*PROBLEM DESCRIPTION*. Where the line with "impl Clock for ManualClock" appears below, start writing out lines exactly, and finish with the line with "let clock = ManualClock::new(start);", which is included; write out nothing else.

>>>

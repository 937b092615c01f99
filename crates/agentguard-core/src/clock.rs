//! Injectable time source.
//!
//! Guards and the audit trail read time through [`Clock`] so tests can drive
//! rate-limit windows and backup/audit ordering deterministically.

use std::sync::{Mutex, PoisonError};

use chrono::{DateTime, Duration, Utc};

/// Source of "now" for the trust boundary.
pub trait Clock: Send + Sync {
    fn now(&self) -> DateTime<Utc>;
}

/// Wall-clock time.
#[derive(Debug, Default, Clone, Copy)]
pub struct SystemClock;

impl Clock for SystemClock {
    fn now(&self) -> DateTime<Utc> {
        Utc::now()
    }
}

/// A clock that only moves when told to.
#[derive(Debug)]
pub struct ManualClock {
    now: Mutex<DateTime<Utc>>,
}

impl ManualClock {
    pub fn new(start: DateTime<Utc>) -> Self {
        Self {
            now: Mutex::new(start),
        }
    }

    /// Move the clock forward by `by`.
    pub fn advance(&self, by: Duration) {
        let mut now = self.now.lock().unwrap_or_else(PoisonError::into_inner);
        *now += by;
    }

    pub fn set(&self, to: DateTime<Utc>) {
        *self.now.lock().unwrap_or_else(PoisonError::into_inner) = to;
    }
}

impl Clock for ManualClock {
    fn now(&self) -> DateTime<Utc> {
        *self.now.lock().unwrap_or_else(PoisonError::into_inner)
    }
}

#[cfg(test)]
mod tests {
    use super::*;

    #[test]
    fn manual_clock_only_moves_when_advanced() {
        let start = Utc::now();
        let clock = ManualClock::new(start);
        assert_eq!(clock.now(), start);
        assert_eq!(clock.now(), start);

        clock.advance(Duration::milliseconds(1500));
        assert_eq!(clock.now(), start + Duration::milliseconds(1500));
    }

    #[test]
    fn manual_clock_set_overrides() {
        let clock = ManualClock::new(Utc::now());
        let target = DateTime::<Utc>::from_timestamp(1_700_000_000, 0).expect("valid ts");
        clock.set(target);
        assert_eq!(clock.now(), target);
    }
}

<<<

*FINISHED TASK*.
impl Clock for ManualClock {
    fn now(&self) -> DateTime<Utc> {
        *self.now.lock().unwrap_or_else(PoisonError::into_inner)
    }
}

#[cfg(test)]
mod tests {
    use super::*;

    #[test]
    fn manual_clock_only_moves_when_advanced() {
        let start = Utc::now();
        let clock = ManualClock::new(start);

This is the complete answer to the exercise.